The administration intends to drop the controversial "public option" to rival private employer plans. Independent health care experts have warned that the artificially low premiums and other enticements a government plan would offer could lead to tens of millions of customers lost for private insurers — and thus the collapse of the health insurance industry.

The president's liberal base won't like the concession. But the key point in the Politico report is that "some administration officials welcome a showdown with liberal lawmakers if they argue they would rather have no health care law than an incremental one."

"Incremental" means that even without the public option, Democrats will still be trying to take America's health care system — the best, most envied in the world — to the same destination. Just not so fast.

And what might that destination be? Single payer, which means a total government takeover.

President Obama told the AFL-CIO in 2003 that he was "a proponent of single-payer universal health care coverage . . . that's what I'd like to see."

And in the spring of 2007, he told the Service Employees International Union that it would take time "to eliminate employer coverage" — maybe 10 years, maybe 15 or 20 years.

Right now, however, getting even anything looks like a long shot. A recent NBC poll pegged the president's health care approval rating at only 41%. And as Health Policy and Strategy Associates President Robert Laszewski noted this week: "Doing just health insurance reform would cost something close to a trillion dollars" and "the bills on the table so far have had little in the way of real cost containment."

Keith Hennessey, former Senate aide and economic policy head in the Bush White House, believes there is a 50% chance of a scaled-down bill becoming law, featuring an individual mandate to buy health coverage.

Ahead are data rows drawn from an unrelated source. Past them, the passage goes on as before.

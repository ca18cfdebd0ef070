//! Identity and naming policy checks.
//!
//! All checks are pure predicates; callers decide whether a failure is logged,
//! reported or ignored (host call sites skip most of them).

use std::sync::LazyLock;

use regex::Regex;

use crate::meta::PluginContext;

/// A single path segment of an extension point id.
static SEGMENT: LazyLock<Regex> = LazyLock::new(|| {
	Regex::new(r"^[A-Za-z0-9][A-Za-z0-9_.\-]*$").expect("segment pattern is valid")
});

/// Checks the `namespace/component-path` convention of an extension point id.
///
/// The namespace must be the host id, the calling plugin's id, or the legacy
/// `plugins/<plugin-id>` prefix. The remaining path needs at least one
/// segment and no empty segments.
pub fn is_extension_point_id_valid(
	extension_point_id: &str,
	plugin_id: &str,
	host_plugin_id: &str,
) -> bool {
	let Some((namespace, path)) = extension_point_id.split_once('/') else {
		return false;
	};

	let path = if namespace == host_plugin_id || (!plugin_id.is_empty() && namespace == plugin_id)
	{
		path
	} else if namespace == "plugins" {
		match path.split_once('/') {
			Some((owner, rest)) if !plugin_id.is_empty() && owner == plugin_id => rest,
			_ => return false,
		}
	} else {
		return false;
	};

	!path.is_empty() && path.split('/').all(|segment| SEGMENT.is_match(segment))
}

/// Returns true when the caller's metadata does not declare the extension point.
pub fn is_extension_point_meta_info_missing(extension_point_id: &str, caller: &PluginContext) -> bool {
	!caller
		.meta
		.extensions
		.extension_points
		.iter()
		.any(|point| point.id == extension_point_id)
}

/// Returns true when the caller's metadata does not list the exposed component
/// as a dependency.
pub fn is_exposed_component_dependency_missing(component_id: &str, caller: &PluginContext) -> bool {
	!caller
		.meta
		.dependencies
		.extensions
		.exposed_components
		.iter()
		.any(|id| id == component_id)
}

/// Link paths must stay inside the contributing plugin's app: `/a/<plugin-id>/...`.
pub fn is_link_path_valid(plugin_id: &str, path: &str) -> bool {
	!plugin_id.is_empty()
		&& path
			.strip_prefix("/a/")
			.and_then(|rest| rest.strip_prefix(plugin_id))
			.is_some_and(|rest| rest.starts_with('/'))
}

/// Exposed component ids are namespaced by the owning plugin: `<plugin-id>/<name>`.
pub fn is_exposed_component_id_valid(plugin_id: &str, component_id: &str) -> bool {
	!plugin_id.is_empty()
		&& component_id
			.strip_prefix(plugin_id)
			.and_then(|rest| rest.strip_prefix('/'))
			.is_some_and(|rest| !rest.is_empty())
}

/// Targets must name an extension point; blank ids are malformed.
pub fn is_target_valid(extension_point_id: &str) -> bool {
	!extension_point_id.trim().is_empty()
}

/// Returns the text as written when it is present and not blank.
pub(crate) fn required_text(value: Option<&str>) -> Option<&str> {
	value.filter(|text| !text.trim().is_empty())
}

#[cfg(test)]
mod tests;
//! Fast/slow corpus partitioning
//!
//! Pipes every file in the staging directory to the solver driver under a
//! wall-clock bound. Files whose run completes in time (whatever the exit
//! status) move to the fast tier, files that hit the bound move to the slow
//! tier, and files that could not be run stay where they are. Each input file
//! lands in exactly one of those three places.

use std::fs;
use std::io;
use std::path::{Path, PathBuf};

use crate::config::ClassifierConfig;
use crate::errors::HarnessError;
use crate::process::{Invocation, SolverExecutor, WaitPolicy};

/// Where a staged file ended up.
#[derive(Debug, Clone, PartialEq, Eq)]
pub enum Placement {
    Fast,
    Slow,
    /// Not moved; carries the reason
    LeftInPlace(String),
}

/// Per-file placements from one classifier pass, in processing order.
#[derive(Debug, Clone, Default)]
pub struct ClassificationReport {
    pub entries: Vec<(String, Placement)>,
}

impl ClassificationReport {
    pub fn placement(&self, file_name: &str) -> Option<&Placement> {
        self.entries.iter().find(|(name, _)| name == file_name).map(|(_, p)| p)
    }

    pub fn fast_count(&self) -> usize {
        self.entries.iter().filter(|(_, p)| *p == Placement::Fast).count()
    }

    pub fn slow_count(&self) -> usize {
        self.entries.iter().filter(|(_, p)| *p == Placement::Slow).count()
    }

    pub fn left_count(&self) -> usize {
        self.entries
            .iter()
            .filter(|(_, p)| matches!(p, Placement::LeftInPlace(_)))
            .count()
    }
}

/// Classify every staged file once.
pub fn classify_corpus(
    config: &ClassifierConfig,
    executor: &dyn SolverExecutor,
) -> Result<ClassificationReport, HarnessError> {
    for dir in [&config.staging_dir, &config.fast_dir, &config.slow_dir] {
        fs::create_dir_all(dir).map_err(|e| HarnessError::io(dir, e))?;
    }

    let mut report = ClassificationReport::default();
    for path in staged_files(&config.staging_dir)? {
        let name = path
            .file_name()
            .map(|n| n.to_string_lossy().into_owned())
            .unwrap_or_default();
        let placement = classify_file(config, executor, &path, &name);
        report.entries.push((name, placement));
    }

    println!();
    println!("Sorting complete!");
    tracing::info!(
        "classified {} file(s): {} fast, {} slow, {} left in place",
        report.entries.len(),
        report.fast_count(),
        report.slow_count(),
        report.left_count()
    );
    Ok(report)
}

fn classify_file(config: &ClassifierConfig, executor: &dyn SolverExecutor, path: &Path, name: &str) -> Placement {
    println!("Testing {}...", name);

    let data = match fs::read(path) {
        Ok(data) => data,
        Err(e) => {
            println!("✗ Error processing {}: {}", name, e);
            return Placement::LeftInPlace(e.to_string());
        }
    };

    let invocation = Invocation::new(&config.program).args(config.run_args()).stdin(data);
    let (placement, target_dir) = match executor.execute(&invocation, WaitPolicy::Bounded(config.timeout)) {
        Ok(result) if result.timed_out => {
            println!("⚠ {} took too long", name);
            (Placement::Slow, &config.slow_dir)
        }
        Ok(_) => {
            println!("✓ {} completed in time", name);
            (Placement::Fast, &config.fast_dir)
        }
        Err(e) => {
            println!("✗ Error processing {}: {}", name, e);
            return Placement::LeftInPlace(e.to_string());
        }
    };

    match move_file(path, &target_dir.join(name)) {
        Ok(()) => placement,
        Err(e) => {
            println!("Error moving {}: {}", name, e);
            Placement::LeftInPlace(e.to_string())
        }
    }
}

/// Regular files (not symlinks) directly in `dir`, sorted by name.
fn staged_files(dir: &Path) -> Result<Vec<PathBuf>, HarnessError> {
    let entries = fs::read_dir(dir).map_err(|e| HarnessError::io(dir, e))?;
    let mut files = Vec::new();
    for entry in entries {
        let entry = entry.map_err(|e| HarnessError::io(dir, e))?;
        let file_type = entry.file_type().map_err(|e| HarnessError::io(entry.path(), e))?;
        if file_type.is_file() {
            files.push(entry.path());
        }
    }
    files.sort();
    Ok(files)
}

/// Move a file, falling back to copy + remove across filesystems.
///
/// On failure the source is still in place and no copy is left behind. A file
/// already present at `to` before the move is never removed.
fn move_file(from: &Path, to: &Path) -> io::Result<()> {
    if fs::rename(from, to).is_ok() {
        return Ok(());
    }
    let preexisting = fs::symlink_metadata(to).is_ok();
    let discard_copy = || {
        if !preexisting {
            let _ = fs::remove_file(to);
        }
    };
    if let Err(e) = fs::copy(from, to) {
        discard_copy();
        return Err(e);
    }
    if let Err(e) = fs::remove_file(from) {
        discard_copy();
        return Err(e);
    }
    Ok(())
}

But even that "leads to $100 billion to $200 billion of spending over 10 years" in the form of "more Medicare money for doctors, combined with expansions of Medicaid for the poor," plus "some of the Kerry tax increase proposal" on private insurers, sure to be paid for by their customers.

"This would be an 'incremental' package that advocates would argue is a small step in the right direction," Hennessey writes.

But as angry constituents have been telling their representatives this summer, ObamaCare goes in the wrong direction. Improving the greatest health care system in the world means going in the direction of more consumer choice.

The medical deductibility that gives employers the incentive to provide health coverage should be reconsidered. Regulations should be reduced and tax-free health savings accounts expanded.

These steps would make it practical for Americans, as individuals, to buy portable, affordable health insurance policies that fit their needs directly — featuring, say, a high deductible for routine costs — the same way we buy other forms of insurance.

This president's slogan is "change." This summer's public outcry demands that he fundamentally change his approach on health care and realize that government is not the answer.